Goal of the exercise: Reproduce each record exactly, leaving out no line.

(Saved data entries)
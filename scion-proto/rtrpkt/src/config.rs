// Copyright 2026 Anapaya Systems
//
// Licensed under the Apache License, Version 2.0 (the "License");
// you may not use this file except in compliance with the License.
// You may obtain a copy of the License at
//
//   http://www.apache.org/licenses/LICENSE-2.0
//
// Unless required by applicable law or agreed to in writing, software
// distributed under the License is distributed on an "AS IS" BASIS,
// WITHOUT WARRANTIES OR CONDITIONS OF ANY KIND, either express or implied.
// See the License for the specific language governing permissions and
// limitations under the License.

//! Router configuration consumed by the packet engine.

use std::{collections::BTreeMap, net::SocketAddr};

use serde::Deserialize;

use crate::types::{IfId, IsdAsn, LINE_LEN};

/// Packet buffer configuration.
#[derive(Debug, Clone, Copy, PartialEq, Eq)]
pub struct RtrPktConfig {
    capacity: usize,
}
impl RtrPktConfig {
    /// Default buffer capacity in bytes
    pub const DEFAULT_CAPACITY: usize = 9000;
    /// Largest capacity, bounded by the 16 bit total length field
    pub const MAX_CAPACITY: usize = u16::MAX as usize;
    /// Smallest capacity, one line
    pub const MIN_CAPACITY: usize = LINE_LEN;

    /// Creates a configuration with the given buffer capacity in bytes.
    pub fn new(capacity: usize) -> Result<Self, ConfigError> {
        if capacity > Self::MAX_CAPACITY {
            return Err(ConfigError::CapacityTooLarge {
                capacity,
                max: Self::MAX_CAPACITY,
            });
        }
        if capacity < Self::MIN_CAPACITY {
            return Err(ConfigError::CapacityTooSmall {
                capacity,
                min: Self::MIN_CAPACITY,
            });
        }
        Ok(Self { capacity })
    }

    /// Capacity of every packet buffer in bytes
    pub fn capacity(&self) -> usize {
        self.capacity
    }
}
impl Default for RtrPktConfig {
    fn default() -> Self {
        Self {
            capacity: Self::DEFAULT_CAPACITY,
        }
    }
}
// Custom deserializer that validates the capacity
impl<'de> Deserialize<'de> for RtrPktConfig {
    fn deserialize<D>(deserializer: D) -> Result<Self, D::Error>
    where
        D: serde::Deserializer<'de>,
    {
        #[derive(Deserialize)]
        #[serde(deny_unknown_fields)]
        struct Raw {
            #[serde(default = "default_capacity")]
            capacity: usize,
        }
        fn default_capacity() -> usize {
            RtrPktConfig::DEFAULT_CAPACITY
        }

        let raw = Raw::deserialize(deserializer)?;
        RtrPktConfig::new(raw.capacity).map_err(serde::de::Error::custom)
    }
}

/// Configuration validation error.
#[derive(Debug, Clone, PartialEq, Eq, thiserror::Error)]
pub enum ConfigError {
    /// Capacity above the largest representable packet
    #[error("Buffer capacity {capacity} exceeds maximum {max}")]
    CapacityTooLarge {
        /// Configured capacity
        capacity: usize,
        /// Largest allowed capacity
        max: usize,
    },
    /// Capacity too small to hold a common header
    #[error("Buffer capacity {capacity} below minimum {min}")]
    CapacityTooSmall {
        /// Configured capacity
        capacity: usize,
        /// Smallest allowed capacity
        min: usize,
    },
}

/// Inter-domain interface of the router.
#[derive(Debug, Clone, PartialEq, Eq, Deserialize)]
pub struct InterfaceConfig {
    /// Address of the neighboring router on the other end of the link
    pub remote_addr: SocketAddr,
}

/// Router configuration.
///
/// ```json
/// {
///   "local_ia": "1-ff00:0:110",
///   "packet": { "capacity": 1500 },
///   "interfaces": { "1": { "remote_addr": "192.0.2.2:50000" } },
///   "local_outputs": ["10.0.0.1:30041"]
/// }
/// ```
#[derive(Debug, Clone, PartialEq, Eq, Deserialize)]
pub struct RouterConfig {
    /// ISD-AS the router belongs to
    pub local_ia: IsdAsn,
    /// Packet buffer configuration
    #[serde(default)]
    pub packet: RtrPktConfig,
    /// Inter-domain interfaces by interface identifier
    #[serde(default)]
    pub interfaces: BTreeMap<IfId, InterfaceConfig>,
    /// Local facing output sockets, indexed by local channel
    #[serde(default)]
    pub local_outputs: Vec<SocketAddr>,
}
impl RouterConfig {
    /// Creates a configuration without interfaces or local outputs
    pub fn new(local_ia: IsdAsn) -> Self {
        RouterConfig {
            local_ia,
            packet: RtrPktConfig::default(),
            interfaces: BTreeMap::new(),
            local_outputs: Vec::new(),
        }
    }
}

#[cfg(test)]
mod config_tests {
    use super::*;

    #[test]
    fn should_deserialize_router_config() {
        let config: RouterConfig = serde_json::from_str(
            r#"{
                "local_ia": "1-ff00:0:110",
                "packet": { "capacity": 1500 },
                "interfaces": { "7": { "remote_addr": "192.0.2.2:50000" } },
                "local_outputs": ["10.0.0.1:30041"]
            }"#,
        )
        .unwrap();

        assert_eq!(config.local_ia, "1-ff00:0:110".parse().unwrap());
        assert_eq!(config.packet.capacity(), 1500);
        assert_eq!(
            config.interfaces[&7].remote_addr,
            "192.0.2.2:50000".parse().unwrap()
        );
        assert_eq!(config.local_outputs.len(), 1);
    }

    #[test]
    fn should_default_packet_config() {
        let config: RouterConfig = serde_json::from_str(r#"{ "local_ia": "1-64512" }"#).unwrap();
        assert_eq!(config.packet.capacity(), RtrPktConfig::DEFAULT_CAPACITY);
        assert!(config.interfaces.is_empty());
    }

    #[test]
    fn should_reject_invalid_capacity() {
        let res: Result<RouterConfig, _> = serde_json::from_str(
            r#"{ "local_ia": "1-64512", "packet": { "capacity": 70000 } }"#,
        );
        assert!(res.is_err());

        assert_eq!(
            RtrPktConfig::new(4),
            Err(ConfigError::CapacityTooSmall { capacity: 4, min: 8 })
        );
    }

    #[test]
    fn should_reject_invalid_isd_asn() {
        let res: Result<RouterConfig, _> = serde_json::from_str(r#"{ "local_ia": "1:2" }"#);
        assert!(res.is_err());
    }
}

The completed task:
filename scion-proto/rtrpkt/src/config.rs
// Copyright 2026 Anapaya Systems
//
// Licensed under the Apache License, Version 2.0 (the "License");
// you may not use this file except in compliance with the License.
// You may obtain a copy of the License at
//
//   http://www.apache.org/licenses/LICENSE-2.0
//
// Unless required by applicable law or agreed to in writing, software
// distributed under the License is distributed on an "AS IS" BASIS,
// WITHOUT WARRANTIES OR CONDITIONS OF ANY KIND, either express or implied.
// See the License for the specific language governing permissions and
// limitations under the License.

//! Router configuration consumed by the packet engine.

use std::{collections::BTreeMap, net::SocketAddr};

use serde::Deserialize;

use crate::types::{IfId, IsdAsn, LINE_LEN};

/// Packet buffer configuration.
#[derive(Debug, Clone, Copy, PartialEq, Eq)]
pub struct RtrPktConfig {
    capacity: usize,
}
impl RtrPktConfig {
    /// Default buffer capacity in bytes
    pub const DEFAULT_CAPACITY: usize = 9000;
    /// Largest capacity, bounded by the 16 bit total length field
    pub const MAX_CAPACITY: usize = u16::MAX as usize;
    /// Smallest capacity, one line
    pub const MIN_CAPACITY: usize = LINE_LEN;

    /// Creates a configuration with the given buffer capacity in bytes.
    pub fn new(capacity: usize) -> Result<Self, ConfigError> {
        if capacity > Self::MAX_CAPACITY {
            return Err(ConfigError::CapacityTooLarge {
                capacity,
                max: Self::MAX_CAPACITY,
            });
        }
        if capacity < Self::MIN_CAPACITY {
            return Err(ConfigError::CapacityTooSmall {
                capacity,
                min: Self::MIN_CAPACITY,
            });
        }
        Ok(Self { capacity })
    }

    /// Capacity of every packet buffer in bytes
    pub fn capacity(&self) -> usize {
        self.capacity
    }
}
impl Default for RtrPktConfig {
    fn default() -> Self {
        Self {
            capacity: Self::DEFAULT_CAPACITY,
        }
    }
}
// Custom deserializer that validates the capacity
impl<'de> Deserialize<'de> for RtrPktConfig {
    fn deserialize<D>(deserializer: D) -> Result<Self, D::Error>
    where
        D: serde::Deserializer<'de>,
    {
        #[derive(Deserialize)]
        #[serde(deny_unknown_fields)]
        struct Raw {
            #[serde(default = "default_capacity")]
            capacity: usize,
        }
        fn default_capacity() -> usize {
            RtrPktConfig::DEFAULT_CAPACITY
        }

        let raw = Raw::deserialize(deserializer)?;
        RtrPktConfig::new(raw.capacity).map_err(serde::de::Error::custom)
    }
}

/// Configuration validation error.
#[derive(Debug, Clone, PartialEq, Eq, thiserror::Error)]
pub enum ConfigError {
    /// Capacity above the largest representable packet
    #[error("Buffer capacity {capacity} exceeds maximum {max}")]
    CapacityTooLarge {
        /// Configured capacity
        capacity: usize,
        /// Largest allowed capacity
        max: usize,
    },
    /// Capacity too small to hold a common header
    #[error("Buffer capacity {capacity} below minimum {min}")]
    CapacityTooSmall {
        /// Configured capacity
        capacity: usize,
        /// Smallest allowed capacity
        min: usize,
    },
}

/// Inter-domain interface of the router.
#[derive(Debug, Clone, PartialEq, Eq, Deserialize)]
pub struct InterfaceConfig {
    /// Address of the neighboring router on the other end of the link
    pub remote_addr: SocketAddr,
}

/// Router configuration.
///
/// ```json
/// {
///   "local_ia": "1-ff00:0:110",
///   "packet": { "capacity": 1500 },
///   "interfaces": { "1": { "remote_addr": "192.0.2.2:50000" } },
///   "local_outputs": ["10.0.0.1:30041"]
/// }
/// ```
#[derive(Debug, Clone, PartialEq, Eq, Deserialize)]
pub struct RouterConfig {
    /// ISD-AS the router belongs to
    pub local_ia: IsdAsn,
    /// Packet buffer configuration
    #[serde(default)]
    pub packet: RtrPktConfig,
    /// Inter-domain interfaces by interface identifier
    #[serde(default)]
    pub interfaces: BTreeMap<IfId, InterfaceConfig>,
    /// Local facing output sockets, indexed by local channel
    #[serde(default)]
    pub local_outputs: Vec<SocketAddr>,
}
impl RouterConfig {
    /// Creates a configuration without interfaces or local outputs
    pub fn new(local_ia: IsdAsn) -> Self {
        RouterConfig {
            local_ia,
            packet: RtrPktConfig::default(),
            interfaces: BTreeMap::new(),
            local_outputs: Vec::new(),
        }
    }
}

#[cfg(test)]
mod config_tests {
    use super::*;

    #[test]
    fn should_deserialize_router_config() {
        let config: RouterConfig = serde_json::from_str(
            r#"{
                "local_ia": "1-ff00:0:110",
                "packet": { "capacity": 1500 },
                "interfaces": { "7": { "remote_addr": "192.0.2.2:50000" } },
                "local_outputs": ["10.0.0.1:30041"]
            }"#,
        )
        .unwrap();

        assert_eq!(config.local_ia, "1-ff00:0:110".parse().unwrap());
        assert_eq!(config.packet.capacity(), 1500);
        assert_eq!(
            config.interfaces[&7].remote_addr,
            "192.0.2.2:50000".parse().unwrap()
        );
        assert_eq!(config.local_outputs.len(), 1);
    }

    #[test]
    fn should_default_packet_config() {
        let config: RouterConfig = serde_json::from_str(r#"{ "local_ia": "1-64512" }"#).unwrap();
        assert_eq!(config.packet.capacity(), RtrPktConfig::DEFAULT_CAPACITY);
        assert!(config.interfaces.is_empty());
    }

    #[test]
    fn should_reject_invalid_capacity() {
        let res: Result<RouterConfig, _> = serde_json::from_str(
            r#"{ "local_ia": "1-64512", "packet": { "capacity": 70000 } }"#,
        );
        assert!(res.is_err());

        assert_eq!(
            RtrPktConfig::new(4),
            Err(ConfigError::CapacityTooSmall { capacity: 4, min: 8 })
        );
    }

    #[test]
    fn should_reject_invalid_isd_asn() {
        let res: Result<RouterConfig, _> = serde_json::from_str(r#"{ "local_ia": "1:2" }"#);
        assert!(res.is_err());
    }
}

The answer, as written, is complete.